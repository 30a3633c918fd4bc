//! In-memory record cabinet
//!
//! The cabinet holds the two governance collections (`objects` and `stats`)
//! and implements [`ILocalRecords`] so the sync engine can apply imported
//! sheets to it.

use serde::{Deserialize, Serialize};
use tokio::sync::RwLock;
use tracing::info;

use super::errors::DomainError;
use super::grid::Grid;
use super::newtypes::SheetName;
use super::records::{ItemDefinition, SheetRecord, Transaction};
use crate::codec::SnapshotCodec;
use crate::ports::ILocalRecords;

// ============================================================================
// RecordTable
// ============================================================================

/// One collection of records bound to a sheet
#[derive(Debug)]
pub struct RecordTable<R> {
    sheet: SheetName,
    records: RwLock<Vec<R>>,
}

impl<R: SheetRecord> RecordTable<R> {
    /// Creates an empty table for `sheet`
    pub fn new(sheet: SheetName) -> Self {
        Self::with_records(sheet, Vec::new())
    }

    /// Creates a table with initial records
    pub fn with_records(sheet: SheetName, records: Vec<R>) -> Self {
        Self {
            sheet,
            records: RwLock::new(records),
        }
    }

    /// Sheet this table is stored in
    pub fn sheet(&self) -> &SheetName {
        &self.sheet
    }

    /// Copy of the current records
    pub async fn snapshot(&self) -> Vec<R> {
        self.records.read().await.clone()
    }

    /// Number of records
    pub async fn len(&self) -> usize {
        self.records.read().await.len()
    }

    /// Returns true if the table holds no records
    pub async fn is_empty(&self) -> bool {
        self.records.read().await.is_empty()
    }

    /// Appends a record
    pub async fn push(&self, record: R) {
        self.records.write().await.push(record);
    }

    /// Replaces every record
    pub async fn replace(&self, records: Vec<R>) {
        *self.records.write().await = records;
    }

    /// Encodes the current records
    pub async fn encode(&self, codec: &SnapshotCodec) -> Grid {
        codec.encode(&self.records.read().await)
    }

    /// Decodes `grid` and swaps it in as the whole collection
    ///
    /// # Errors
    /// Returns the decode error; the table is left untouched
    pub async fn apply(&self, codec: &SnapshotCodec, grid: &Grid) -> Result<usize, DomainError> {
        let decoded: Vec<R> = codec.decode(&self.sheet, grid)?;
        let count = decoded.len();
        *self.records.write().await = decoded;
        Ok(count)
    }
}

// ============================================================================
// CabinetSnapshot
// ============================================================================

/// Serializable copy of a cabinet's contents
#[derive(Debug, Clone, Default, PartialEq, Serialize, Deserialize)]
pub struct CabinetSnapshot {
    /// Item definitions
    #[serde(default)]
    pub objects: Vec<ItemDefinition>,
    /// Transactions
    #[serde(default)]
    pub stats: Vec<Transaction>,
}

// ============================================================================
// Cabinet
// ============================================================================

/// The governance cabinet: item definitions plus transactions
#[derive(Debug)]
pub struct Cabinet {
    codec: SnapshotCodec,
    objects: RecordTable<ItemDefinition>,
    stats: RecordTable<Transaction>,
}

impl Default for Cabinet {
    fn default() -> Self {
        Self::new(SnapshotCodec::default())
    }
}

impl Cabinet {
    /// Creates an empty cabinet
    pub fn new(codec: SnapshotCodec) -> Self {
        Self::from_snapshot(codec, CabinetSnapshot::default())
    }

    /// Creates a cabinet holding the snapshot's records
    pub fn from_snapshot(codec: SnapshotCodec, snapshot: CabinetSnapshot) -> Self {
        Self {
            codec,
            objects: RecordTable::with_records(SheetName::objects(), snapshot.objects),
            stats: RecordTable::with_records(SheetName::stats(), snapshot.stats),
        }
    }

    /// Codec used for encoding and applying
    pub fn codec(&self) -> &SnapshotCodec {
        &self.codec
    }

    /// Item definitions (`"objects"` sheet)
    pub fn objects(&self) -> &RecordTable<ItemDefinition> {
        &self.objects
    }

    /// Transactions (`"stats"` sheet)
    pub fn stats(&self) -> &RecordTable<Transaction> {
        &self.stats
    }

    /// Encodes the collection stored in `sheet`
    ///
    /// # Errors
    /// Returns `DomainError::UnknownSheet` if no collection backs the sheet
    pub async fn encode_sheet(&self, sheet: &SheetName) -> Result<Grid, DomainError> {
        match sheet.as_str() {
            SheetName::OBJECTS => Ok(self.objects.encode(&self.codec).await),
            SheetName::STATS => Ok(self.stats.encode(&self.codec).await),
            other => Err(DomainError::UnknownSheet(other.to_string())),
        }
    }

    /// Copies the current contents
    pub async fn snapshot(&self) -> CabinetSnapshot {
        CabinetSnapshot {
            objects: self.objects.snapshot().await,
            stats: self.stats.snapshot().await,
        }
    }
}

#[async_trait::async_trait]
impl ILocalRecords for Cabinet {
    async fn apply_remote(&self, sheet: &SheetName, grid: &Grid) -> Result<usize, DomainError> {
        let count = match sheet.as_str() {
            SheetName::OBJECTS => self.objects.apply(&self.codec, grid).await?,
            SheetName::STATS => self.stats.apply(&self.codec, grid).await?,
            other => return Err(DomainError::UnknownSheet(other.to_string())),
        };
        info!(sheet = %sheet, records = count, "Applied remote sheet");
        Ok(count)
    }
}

• Work to be completed
Go through the data above and repeat all of it exactly.

• Response to the exercise
repository 30a3633c918fd4bc
//! In-memory record cabinet
//!
//! The cabinet holds the two governance collections (`objects` and `stats`)
//! and implements [`ILocalRecords`] so the sync engine can apply imported
//! sheets to it.

use serde::{Deserialize, Serialize};
use tokio::sync::RwLock;
use tracing::info;

use super::errors::DomainError;
use super::grid::Grid;
use super::newtypes::SheetName;
use super::records::{ItemDefinition, SheetRecord, Transaction};
use crate::codec::SnapshotCodec;
use crate::ports::ILocalRecords;

// ============================================================================
// RecordTable
// ============================================================================

/// One collection of records bound to a sheet
#[derive(Debug)]
pub struct RecordTable<R> {
    sheet: SheetName,
    records: RwLock<Vec<R>>,
}

impl<R: SheetRecord> RecordTable<R> {
    /// Creates an empty table for `sheet`
    pub fn new(sheet: SheetName) -> Self {
        Self::with_records(sheet, Vec::new())
    }

    /// Creates a table with initial records
    pub fn with_records(sheet: SheetName, records: Vec<R>) -> Self {
        Self {
            sheet,
            records: RwLock::new(records),
        }
    }

    /// Sheet this table is stored in
    pub fn sheet(&self) -> &SheetName {
        &self.sheet
    }

    /// Copy of the current records
    pub async fn snapshot(&self) -> Vec<R> {
        self.records.read().await.clone()
    }

    /// Number of records
    pub async fn len(&self) -> usize {
        self.records.read().await.len()
    }

    /// Returns true if the table holds no records
    pub async fn is_empty(&self) -> bool {
        self.records.read().await.is_empty()
    }

    /// Appends a record
    pub async fn push(&self, record: R) {
        self.records.write().await.push(record);
    }

    /// Replaces every record
    pub async fn replace(&self, records: Vec<R>) {
        *self.records.write().await = records;
    }

    /// Encodes the current records
    pub async fn encode(&self, codec: &SnapshotCodec) -> Grid {
        codec.encode(&self.records.read().await)
    }

    /// Decodes `grid` and swaps it in as the whole collection
    ///
    /// # Errors
    /// Returns the decode error; the table is left untouched
    pub async fn apply(&self, codec: &SnapshotCodec, grid: &Grid) -> Result<usize, DomainError> {
        let decoded: Vec<R> = codec.decode(&self.sheet, grid)?;
        let count = decoded.len();
        *self.records.write().await = decoded;
        Ok(count)
    }
}

// ============================================================================
// CabinetSnapshot
// ============================================================================

/// Serializable copy of a cabinet's contents
#[derive(Debug, Clone, Default, PartialEq, Serialize, Deserialize)]
pub struct CabinetSnapshot {
    /// Item definitions
    #[serde(default)]
    pub objects: Vec<ItemDefinition>,
    /// Transactions
    #[serde(default)]
    pub stats: Vec<Transaction>,
}

// ============================================================================
// Cabinet
// ============================================================================

/// The governance cabinet: item definitions plus transactions
#[derive(Debug)]
pub struct Cabinet {
    codec: SnapshotCodec,
    objects: RecordTable<ItemDefinition>,
    stats: RecordTable<Transaction>,
}

impl Default for Cabinet {
    fn default() -> Self {
        Self::new(SnapshotCodec::default())
    }
}

impl Cabinet {
    /// Creates an empty cabinet
    pub fn new(codec: SnapshotCodec) -> Self {
        Self::from_snapshot(codec, CabinetSnapshot::default())
    }

    /// Creates a cabinet holding the snapshot's records
    pub fn from_snapshot(codec: SnapshotCodec, snapshot: CabinetSnapshot) -> Self {
        Self {
            codec,
            objects: RecordTable::with_records(SheetName::objects(), snapshot.objects),
            stats: RecordTable::with_records(SheetName::stats(), snapshot.stats),
        }
    }

    /// Codec used for encoding and applying
    pub fn codec(&self) -> &SnapshotCodec {
        &self.codec
    }

    /// Item definitions (`"objects"` sheet)
    pub fn objects(&self) -> &RecordTable<ItemDefinition> {
        &self.objects
    }

    /// Transactions (`"stats"` sheet)
    pub fn stats(&self) -> &RecordTable<Transaction> {
        &self.stats
    }

    /// Encodes the collection stored in `sheet`
    ///
    /// # Errors
    /// Returns `DomainError::UnknownSheet` if no collection backs the sheet
    pub async fn encode_sheet(&self, sheet: &SheetName) -> Result<Grid, DomainError> {
        match sheet.as_str() {
            SheetName::OBJECTS => Ok(self.objects.encode(&self.codec).await),
            SheetName::STATS => Ok(self.stats.encode(&self.codec).await),
            other => Err(DomainError::UnknownSheet(other.to_string())),
        }
    }

    /// Copies the current contents
    pub async fn snapshot(&self) -> CabinetSnapshot {
        CabinetSnapshot {
            objects: self.objects.snapshot().await,
            stats: self.stats.snapshot().await,
        }
    }
}

#[async_trait::async_trait]
impl ILocalRecords for Cabinet {
    async fn apply_remote(&self, sheet: &SheetName, grid: &Grid) -> Result<usize, DomainError> {
        let count = match sheet.as_str() {
            SheetName::OBJECTS => self.objects.apply(&self.codec, grid).await?,
            SheetName::STATS => self.stats.apply(&self.codec, grid).await?,
            other => return Err(DomainError::UnknownSheet(other.to_string())),
        };
        info!(sheet = %sheet, records = count, "Applied remote sheet");
        Ok(count)
    }
}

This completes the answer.